[[ Supplied data, beginning ]]
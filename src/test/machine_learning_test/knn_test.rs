use super::*;

fn toy_data() -> (Array2<f64>, Array1<i64>) {
    let x = array![[1.0, 2.0], [2.0, 3.0], [3.0, 4.0], [5.0, 6.0], [6.0, 7.0]];
    let y = array![0, 0, 0, 1, 1];
    (x, y)
}

#[test]
fn test_default() {
    let knn = KNN::default();
    assert_eq!(knn.get_k(), 5);
    assert!(!knn.is_fitted());
}

#[test]
fn test_fit_predict_toy() {
    let (x, y) = toy_data();
    let mut knn = KNN::new(3);
    knn.fit(x.view(), y.view()).unwrap();

    assert!(knn.is_fitted());
    let predictions = knn.predict(array![[1.5, 2.5], [5.5, 6.5]].view()).unwrap();
    assert_eq!(predictions, array![0, 1]);
}

#[test]
fn test_k_one_recovers_training_labels() {
    let (x, y) = toy_data();
    let predictions = KNN::new(1).fit_predict(x.view(), y.view(), x.view()).unwrap();
    assert_eq!(predictions, y);
}

#[test]
fn test_tie_goes_to_smallest_code() {
    let x = array![[0.0], [2.0]];
    let y = array![1, 0];
    let predictions = KNN::new(2)
        .fit_predict(x.view(), y.view(), array![[1.0]].view())
        .unwrap();
    assert_eq!(predictions, array![0]);
}

#[test]
fn test_fit_validation() {
    let (x, y) = toy_data();

    assert!(matches!(
        KNN::new(0).fit(x.view(), y.view()),
        Err(DataError::InputValidationError(_))
    ));
    assert!(matches!(
        KNN::new(6).fit(x.view(), y.view()),
        Err(DataError::InputValidationError(_))
    ));
    assert!(matches!(
        KNN::new(1).fit(x.view(), array![0, 1].view()),
        Err(DataError::InputValidationError(_))
    ));

    let with_nan = array![[1.0, f64::NAN], [2.0, 3.0]];
    assert!(matches!(
        KNN::new(1).fit(with_nan.view(), array![0, 1].view()),
        Err(DataError::InputValidationError(_))
    ));
}

#[test]
fn test_predict_validation() {
    let (x, y) = toy_data();

    assert!(matches!(
        KNN::new(3).predict(x.view()),
        Err(DataError::InputValidationError(_))
    ));

    let mut knn = KNN::new(3);
    knn.fit(x.view(), y.view()).unwrap();
    assert!(matches!(
        knn.predict(array![[1.0, 2.0, 3.0]].view()),
        Err(DataError::InputValidationError(_))
    ));
    assert!(matches!(
        knn.predict(Array2::<f64>::zeros((0, 2)).view()),
        Err(DataError::InputValidationError(_))
    ));
}
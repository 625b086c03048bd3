use super::csv_io::read_csv_from_reader;
use super::table::Table;
use std::sync::OnceLock;

/// Name of the identifier column dropped before splitting
pub const ID_COLUMN: &str = "Id";

/// Name of the categorical label column
pub const LABEL_COLUMN: &str = "Species";

/// The three species in label-code order
pub const IRIS_SPECIES: [&str; 3] = ["Iris-setosa", "Iris-versicolor", "Iris-virginica"];

/// The four measurement columns, in file order
pub const IRIS_FEATURES: [&str; 4] = [
    "SepalLengthCm",
    "SepalWidthCm",
    "PetalLengthCm",
    "PetalWidthCm",
];

const IRIS_RAW: &str = include_str!("../../Datasets/iris.csv");

// Use `OnceLock` for thread-safe delayed initialization
static IRIS_DATA: OnceLock<Table> = OnceLock::new();

/// Loads the Iris dataset
///
/// The Iris dataset contains measurements of 150 iris flowers, 50 from each of three species:
/// - Iris-setosa
/// - Iris-versicolor
/// - Iris-virginica
///
/// The table keeps the raw file layout: `Id` (integer), the four measurements in cm (float)
/// and `Species` (text). The embedded CSV is parsed on first use and cached.
///
/// # Example
///
/// ```
/// use datasplit::dataset::iris::load_iris;
///
/// let iris = load_iris();
/// assert_eq!(iris.n_rows(), 150);
/// assert_eq!(iris.n_cols(), 6);
/// ```
pub fn load_iris() -> &'static Table {
    IRIS_DATA.get_or_init(|| {
        read_csv_from_reader(IRIS_RAW.as_bytes())
            .unwrap_or_else(|e| panic!("embedded iris dataset is malformed: {}", e))
    })
}

/// Loads an owned copy of the Iris dataset, see [`load_iris`]
pub fn load_iris_owned() -> Table {
    load_iris().clone()
}
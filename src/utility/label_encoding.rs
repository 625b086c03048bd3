use crate::dataset::iris::IRIS_SPECIES;
use crate::dataset::{Column, Table};
use crate::error::{DataError, Result};
use ahash::AHashMap;
use ndarray::Array1;

/// A fixed mapping from categorical labels to the integer codes `0..n`
///
/// Codes follow the order in which labels are given to [`LabelMap::new`].
/// Encoding a value outside the map is an error rather than a missing value.
///
/// # Example
///
/// ```rust
/// use datasplit::utility::LabelMap;
///
/// let map = LabelMap::iris();
/// assert_eq!(map.encode("Iris-versicolor").unwrap(), 1);
/// assert_eq!(map.decode(2).unwrap(), "Iris-virginica");
/// assert!(map.encode("Iris-unknown").is_err());
/// ```
#[derive(Debug, Clone)]
pub struct LabelMap {
    label_to_code: AHashMap<String, i64>,
    code_to_label: Vec<String>,
}

impl LabelMap {
    /// Creates a label map, assigning codes by position
    ///
    /// # Errors
    ///
    /// - `DataError::InputValidationError` if `labels` is empty or contains duplicates
    pub fn new<S: AsRef<str>>(labels: &[S]) -> Result<Self> {
        if labels.is_empty() {
            return Err(DataError::InputValidationError(
                "label map needs at least one label".to_string(),
            ));
        }

        let mut label_to_code = AHashMap::with_capacity(labels.len());
        let mut code_to_label = Vec::with_capacity(labels.len());
        for (code, label) in labels.iter().enumerate() {
            let label = label.as_ref().to_string();
            if label_to_code.insert(label.clone(), code as i64).is_some() {
                return Err(DataError::InputValidationError(format!(
                    "duplicate label '{}' in label map",
                    label
                )));
            }
            code_to_label.push(label);
        }

        Ok(LabelMap {
            label_to_code,
            code_to_label,
        })
    }

    /// The Iris species map: setosa = 0, versicolor = 1, virginica = 2
    pub fn iris() -> Self {
        LabelMap {
            label_to_code: IRIS_SPECIES
                .iter()
                .enumerate()
                .map(|(code, label)| (label.to_string(), code as i64))
                .collect(),
            code_to_label: IRIS_SPECIES.iter().map(|s| s.to_string()).collect(),
        }
    }

    pub fn len(&self) -> usize {
        self.code_to_label.len()
    }

    pub fn is_empty(&self) -> bool {
        self.code_to_label.is_empty()
    }

    /// Labels in code order
    pub fn labels(&self) -> &[String] {
        &self.code_to_label
    }

    /// Returns the code of `label`
    ///
    /// # Errors
    ///
    /// - `DataError::KeyNotFound` if `label` is not in the map
    pub fn encode(&self, label: &str) -> Result<i64> {
        self.label_to_code
            .get(label)
            .copied()
            .ok_or_else(|| DataError::KeyNotFound(label.to_string()))
    }

    /// Returns the label of `code`
    ///
    /// # Errors
    ///
    /// - `DataError::KeyNotFound` if `code` is outside `0..len()`
    pub fn decode(&self, code: i64) -> Result<&str> {
        usize::try_from(code)
            .ok()
            .and_then(|i| self.code_to_label.get(i))
            .map(String::as_str)
            .ok_or_else(|| DataError::KeyNotFound(code.to_string()))
    }

    fn encode_values(&self, values: &Array1<String>) -> Result<Array1<i64>> {
        values
            .iter()
            .map(|v| self.encode(v))
            .collect::<Result<Vec<i64>>>()
            .map(Array1::from_vec)
    }

    /// Maps a text column to an integer column
    ///
    /// # Errors
    ///
    /// - `DataError::SchemaMismatch` if the column is not a text column
    /// - `DataError::KeyNotFound` on the first value outside the map
    pub fn encode_column(&self, column: &Column) -> Result<Column> {
        match column {
            Column::Text(values) => Ok(Column::Integer(self.encode_values(values)?)),
            other => Err(DataError::SchemaMismatch(format!(
                "cannot encode a {} column, expected text",
                other.dtype()
            ))),
        }
    }

    /// Maps an integer column back to a text column
    ///
    /// # Errors
    ///
    /// - `DataError::SchemaMismatch` if the column is not an integer column
    /// - `DataError::KeyNotFound` on the first code outside the map
    pub fn decode_column(&self, column: &Column) -> Result<Column> {
        match column {
            Column::Integer(codes) => {
                let labels = codes
                    .iter()
                    .map(|&c| self.decode(c).map(str::to_string))
                    .collect::<Result<Vec<String>>>()?;
                Ok(Column::Text(Array1::from_vec(labels)))
            }
            other => Err(DataError::SchemaMismatch(format!(
                "cannot decode a {} column, expected integer",
                other.dtype()
            ))),
        }
    }

    /// Returns a copy of `table` whose `column` holds codes instead of labels
    ///
    /// The input table is left unchanged.
    ///
    /// # Errors
    ///
    /// - `DataError::SchemaMismatch` if the column is absent or not text
    /// - `DataError::KeyNotFound` if a value is outside the map
    pub fn encode_table(&self, table: &Table, column: &str) -> Result<Table> {
        let encoded = self.encode_column(table.require_column(column)?)?;
        let mut out = table.clone();
        out.replace_column(column, encoded)?;
        Ok(out)
    }

    /// Returns the integer codes of `column`, encoding text columns on the fly
    ///
    /// Integer columns are checked against the map but otherwise passed through.
    pub fn codes_of(&self, table: &Table, column: &str) -> Result<Array1<i64>> {
        match table.require_column(column)? {
            Column::Integer(codes) => {
                for &c in codes.iter() {
                    self.decode(c)?;
                }
                Ok(codes.clone())
            }
            Column::Text(values) => self.encode_values(values),
            Column::Float(_) => Err(DataError::SchemaMismatch(format!(
                "label column '{}' holds floats",
                column
            ))),
        }
    }
}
[[ Supplied data, end ]]
▸ **Your objective**: Search the data for the string "setosa" and copy out every line where it is found.

▸ **Answer**:
pub const IRIS_SPECIES: [&str; 3] = ["Iris-setosa", "Iris-versicolor", "Iris-virginica"];
/// - Iris-setosa
    /// The Iris species map: setosa = 0, versicolor = 1, virginica = 2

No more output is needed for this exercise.